花が咲いたら恋に落ち、花が落ちたら愛が咲く
母さんしかいない家から出るのは簡単だ。
「母さん、ちょっと遊びに行ってくるね」
「あら珍しい。いつ頃に帰ってこられるの?」
「そんなに遅くはならないと思うよ。友だちと海に行ってくる」
何も嘘は言っていない。祖母が帰ってくるのは恐らく明日になるだろうから、泊まりにさえならなければ全く問題はないわけだ。
さすがに俺も、泊まりがけで西さんと遊べるだけの心の準備はできていない。
「いってらっしゃい。存分に楽しんできてね」
「はーい」
動きやすい靴を選んで、駅まで全速力で走る。
西さんは身体のこともあるから、海に入ることはできない。
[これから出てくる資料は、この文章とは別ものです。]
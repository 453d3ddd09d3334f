// src/extractors/records.rs
use indexmap::IndexMap;
use once_cell::sync::Lazy;
use regex::Regex;

use crate::config::{ExtractMode, ExtractionConfig, SectionSpec};

use super::grid::Row;
use super::header::reconcile_header;
use super::matching::{match_exact, normalize};
use super::resolve::{has_blank_right_neighbor, resolve_columns, resolve_columns_exact, ColumnRef};
use super::section::Section;

/// One extracted data row: semantic keyword -> value, in output column order.
pub type Record = IndexMap<String, String>;

// Currency amount as rendered in principal-entry text, e.g. "금500,000,000원".
static AMOUNT_RE: Lazy<Regex> =
    Lazy::new(|| Regex::new(r"금[\d,]+원").expect("Failed to compile AMOUNT_RE"));

// Registry identifier embedded in a registrant-name value: six digits,
// hyphen, then one to seven digits or masking asterisks.
static REGISTRY_ID_RE: Lazy<Regex> =
    Lazy::new(|| Regex::new(r"\d{6}-[\d*]{1,7}").expect("Failed to compile REGISTRY_ID_RE"));

/// The single sentinel record standing in for a section that produced no
/// usable columns, keyed by the section's first output column.
pub fn no_record_sentinel(columns: &[String], no_record: &str) -> Record {
    let mut record = Record::new();
    let key = columns.first().cloned().unwrap_or_default();
    record.insert(key, no_record.to_string());
    record
}

/// Materializes records from a located section and applies the section's
/// post-processing rules, preserving row order.
pub fn extract_records(
    section: &Section,
    spec: &SectionSpec,
    config: &ExtractionConfig,
) -> Vec<Record> {
    let mut records = match spec.mode {
        ExtractMode::Named => extract_named(section, spec, config),
        ExtractMode::Precise => extract_precise(section, spec, config),
    };

    if spec.reunify_amounts {
        reunify_split_amounts(&mut records, &config.principal_column, &config.amount_marker);
    }
    if spec.trim_notes {
        trim_after_reference_note(&mut records, &config.note_markers);
    }

    records
}

/// Named-column mode: the section's first row is the header. Columns are
/// resolved with the full fuzzy strategy chain; the share-fraction column may
/// be rejoined from a resolved pair or from a spill into a blank-header
/// neighbor cell.
fn extract_named(section: &Section, spec: &SectionSpec, config: &ExtractionConfig) -> Vec<Record> {
    let Some(first) = section.rows().first() else {
        return vec![no_record_sentinel(&spec.columns, &config.no_record)];
    };

    let header = reconcile_header(first, &config.split_patterns, config.merge_gap);
    let columns = resolve_columns(&header, &spec.columns, config.resolve_distance);
    if columns.is_empty() {
        tracing::debug!("No column keyword resolved for '{}'", spec.sheet_title);
        return vec![no_record_sentinel(&spec.columns, &config.no_record)];
    }

    let mut records = Vec::new();
    for row in &section.rows()[1..] {
        let mut record = Record::new();
        for keyword in &spec.columns {
            let value = match columns.get(keyword) {
                None => String::new(),
                Some(ColumnRef::Single(idx)) => {
                    let mut value = row.get(*idx).trim().to_string();
                    if spec.share_column.as_deref() == Some(keyword.as_str())
                        && has_blank_right_neighbor(&header, *idx)
                    {
                        append_fragment(&mut value, row.get(idx + 1).trim());
                    }
                    value
                }
                Some(ColumnRef::Pair(left, right)) => {
                    let mut value = row.get(*left).trim().to_string();
                    append_fragment(&mut value, row.get(*right).trim());
                    value
                }
            };
            record.insert(keyword.clone(), value);
        }
        records.push(record);
    }

    split_embedded_registry_id(
        &mut records,
        &config.registrant_column,
        &config.id_number_column,
    );
    records
}

/// Precise-header mode: hunt the header row by exact keyword majority, then
/// resolve columns by exact match only. Records carry only resolved columns.
fn extract_precise(
    section: &Section,
    spec: &SectionSpec,
    config: &ExtractionConfig,
) -> Vec<Record> {
    if section.rows().is_empty() {
        return vec![no_record_sentinel(&spec.columns, &config.no_record)];
    }

    let (header_idx, data_start) = match find_keyword_header(
        section,
        &spec.columns,
        config.header_scan_rows,
        config.header_match_threshold,
    ) {
        Some(idx) => (idx, idx + 1),
        None => (0, 1),
    };

    let header = reconcile_header(
        &section.rows()[header_idx],
        &config.split_patterns,
        config.merge_gap,
    );
    let columns = resolve_columns_exact(&header, &spec.columns);
    if columns.is_empty() {
        tracing::debug!("No exact column match for '{}'", spec.sheet_title);
        return vec![no_record_sentinel(&spec.columns, &config.no_record)];
    }

    let mut records = Vec::new();
    for row in section.rows().iter().skip(data_start) {
        let mut record = Record::new();
        for keyword in &spec.columns {
            if let Some(ColumnRef::Single(idx)) = columns.get(keyword) {
                record.insert(keyword.clone(), row.get(*idx).trim().to_string());
            }
        }
        records.push(record);
    }
    records
}

/// First row among the leading `scan_rows` whose exact keyword hit count
/// reaches `threshold`.
fn find_keyword_header(
    section: &Section,
    keywords: &[String],
    scan_rows: usize,
    threshold: usize,
) -> Option<usize> {
    section
        .rows()
        .iter()
        .take(scan_rows)
        .position(|row| {
            let hits = keywords
                .iter()
                .filter(|keyword| row.iter().any(|(_, cell)| match_exact(cell, keyword)))
                .count();
            hits >= threshold
        })
}

fn append_fragment(value: &mut String, fragment: &str) {
    if fragment.is_empty() {
        return;
    }
    if !value.is_empty() {
        value.push(' ');
    }
    value.push_str(fragment);
}

/// Moves a registry identifier embedded in the registrant-name value into
/// the identifier-number field, stripping it from the name. An already
/// populated identifier field is left alone.
pub fn split_embedded_registry_id(records: &mut [Record], name_column: &str, id_column: &str) {
    for record in records.iter_mut() {
        let Some(name) = record.get(name_column).cloned() else {
            continue;
        };
        let Some(hit) = REGISTRY_ID_RE.find(&name) else {
            continue;
        };

        let identifier = hit.as_str().to_string();
        let remainder = format!("{}{}", &name[..hit.start()], &name[hit.end()..]);
        let cleaned = remainder.split_whitespace().collect::<Vec<_>>().join(" ");
        record.insert(name_column.to_string(), cleaned);

        let entry = record.entry(id_column.to_string()).or_default();
        if entry.trim().is_empty() {
            *entry = identifier;
        }
    }
}

/// Repairs secured amounts wrapped onto the following grid row: when a
/// principal-entry value names the amount marker but carries no amount
/// pattern yet, the first amount found in this record's and the next
/// record's combined text is appended. Only the immediately following record
/// is inspected; amounts split across three or more rows stay unrepaired.
pub fn reunify_split_amounts(records: &mut [Record], principal_column: &str, marker: &str) {
    for i in 0..records.len().saturating_sub(1) {
        let main = records[i]
            .get(principal_column)
            .cloned()
            .unwrap_or_default();
        if !main.contains(marker) || AMOUNT_RE.is_match(&main) {
            continue;
        }

        let combined = records[i]
            .values()
            .chain(records[i + 1].values())
            .map(String::as_str)
            .collect::<Vec<_>>()
            .join(" ");
        if let Some(amount) = AMOUNT_RE.find(&combined) {
            if !main.contains(amount.as_str()) {
                records[i].insert(
                    principal_column.to_string(),
                    format!("{} {}", main, amount.as_str()),
                );
            }
        }
    }
}

/// Truncates the record list at the first record whose whitespace-stripped
/// concatenated text contains a reference/remarks marker. Idempotent.
pub fn trim_after_reference_note(records: &mut Vec<Record>, markers: &[String]) {
    let cut = records.iter().position(|record| {
        let text = normalize(&record.values().map(String::as_str).collect::<Vec<_>>().join(""));
        markers
            .iter()
            .any(|marker| text.contains(normalize(marker).as_str()))
    });
    if let Some(idx) = cut {
        records.truncate(idx);
    }
}
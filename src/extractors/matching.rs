// src/extractors/matching.rs
use serde::Deserialize;

use super::grid::{is_blank, Row};

/// Default maximum index gap when grouping thin-line cell fragments.
pub const DEFAULT_MERGE_GAP: usize = 3;

/// Keyword text with all whitespace removed. Registry exports pad labels with
/// arbitrary spaces, so every comparison happens on the stripped form.
pub fn normalize(text: &str) -> String {
    text.chars().filter(|c| !c.is_whitespace()).collect()
}

/// True iff the cell equals the keyword, ignoring all whitespace.
/// Blank cells never match.
pub fn match_exact(cell: &str, keyword: &str) -> bool {
    !is_blank(cell) && normalize(cell) == normalize(keyword)
}

/// True iff the whitespace-stripped keyword occurs inside the
/// whitespace-stripped cell text. Blank cells never match.
pub fn match_partial(cell: &str, keyword: &str) -> bool {
    !is_blank(cell) && normalize(cell).contains(&normalize(keyword))
}

/// Per-section choice of marker matching strategy. Loosely-worded section
/// titles need partial matching; precise multi-word titles need exact
/// matching to avoid hitting an unrelated token elsewhere in the sheet.
#[derive(Debug, Clone, Copy, PartialEq, Eq, Deserialize)]
#[serde(rename_all = "lowercase")]
pub enum MatchMode {
    Exact,
    Partial,
}

impl MatchMode {
    pub fn matches(self, cell: &str, keyword: &str) -> bool {
        match self {
            MatchMode::Exact => match_exact(cell, keyword),
            MatchMode::Partial => match_partial(cell, keyword),
        }
    }
}

/// Collapses runs of near-adjacent non-blank cells into their leftmost index.
///
/// Thin gridlines split one logical cell into several grid cells; any two
/// non-blank cells whose indices differ by at most `max_gap` are treated as
/// fragments of the same logical cell. Fragments are joined with a single
/// space unless the accumulated text already ends with space, `-` or `/`.
/// Applying the merge twice changes nothing.
pub fn merge_adjacent_cells(row: &Row, max_gap: usize) -> Row {
    let mut merged = row.clone();
    let indices = row.non_blank_indices();

    let mut runs: Vec<Vec<usize>> = Vec::new();
    for idx in indices {
        match runs.last_mut() {
            Some(run) if idx - run[run.len() - 1] <= max_gap => run.push(idx),
            _ => runs.push(vec![idx]),
        }
    }

    for run in runs.iter().filter(|run| run.len() > 1) {
        let mut value = String::new();
        for idx in run {
            let fragment = row.get(*idx).trim();
            if fragment.is_empty() {
                continue;
            }
            if !value.is_empty() && !value.ends_with([' ', '-', '/']) {
                value.push(' ');
            }
            value.push_str(fragment);
        }
        merged.set(run[0], value);
        for idx in &run[1..] {
            merged.set(*idx, "");
        }
    }

    merged
}

#[cfg(test)]
mod tests {
    use super::*;

    #[test]
    fn exact_match_ignores_whitespace() {
        assert!(match_exact(" 순위 번호 ", "순위번호"));
        assert!(match_exact("3. (근)저당권 및 전세권 등 ( 을구 )", "3.(근)저당권및전세권등(을구)"));
        assert!(!match_exact("순위번호외", "순위번호"));
        assert!(!match_exact("   ", "순위번호"));
    }

    #[test]
    fn partial_match_is_substring_on_stripped_text() {
        assert!(match_partial("1. 소유지분현황 (갑구)", "소유지분현황"));
        assert!(!match_partial("소유지분", "소유지분현황"));
        assert!(!match_partial("", "소유권"));
    }

    #[test]
    fn merge_groups_cells_within_gap() {
        let row = Row::from_cells(["등기", "명의인", "", "", "", "주소"]);
        let merged = merge_adjacent_cells(&row, DEFAULT_MERGE_GAP);
        assert_eq!(merged.get(0), "등기 명의인");
        assert_eq!(merged.get(1), "");
        // index 5 is 4 positions past index 1, beyond the gap
        assert_eq!(merged.get(5), "주소");
    }

    #[test]
    fn merge_skips_separator_before_dash_or_slash() {
        let row = Row::from_cells(["금", "-", "500"]);
        let merged = merge_adjacent_cells(&row, DEFAULT_MERGE_GAP);
        assert_eq!(merged.get(0), "금 -500");
    }

    #[test]
    fn merge_leaves_single_cells_untouched() {
        let row = Row::from_cells(["순위번호", "", "", "", "등기목적"]);
        let merged = merge_adjacent_cells(&row, DEFAULT_MERGE_GAP);
        assert_eq!(&merged, &row);
    }

    #[test]
    fn merge_is_idempotent() {
        let row = Row::from_cells(["주", "소", "", "", "", "", "최종", "지분"]);
        let once = merge_adjacent_cells(&row, DEFAULT_MERGE_GAP);
        let twice = merge_adjacent_cells(&once, DEFAULT_MERGE_GAP);
        assert_eq!(once, twice);
    }
}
だから俺も、小さなショルダーバッグに財布とスマホ、それからペットボトルのお茶くらいしか持っていない。
身軽だし、なにより心が軽い。
予定されたより15分ほどはやく駅についたけれど、彼女の姿はもうすでにそこにあった。駅前の、花時計の前で集合。白いふわふわした感じのトップスに、色の薄いジーンズパンツ。あいにく俺にはファッションについての詳しい知識がないから細かいことはわからないけれど、西さんは、いつもよりはるかに可愛かった。
「ごめん、遅れて……はないんだけど、待たせちゃったね」
「ううん。私がもしもの時のことを考えて勝手に早く来ただけだから気にしないで」
はたから見ればただの恋人同士の会話だろう。
けれど、「もしもの時」という言葉に少し引っ掛かりを覚える。
体調、やっぱり良くないのかな。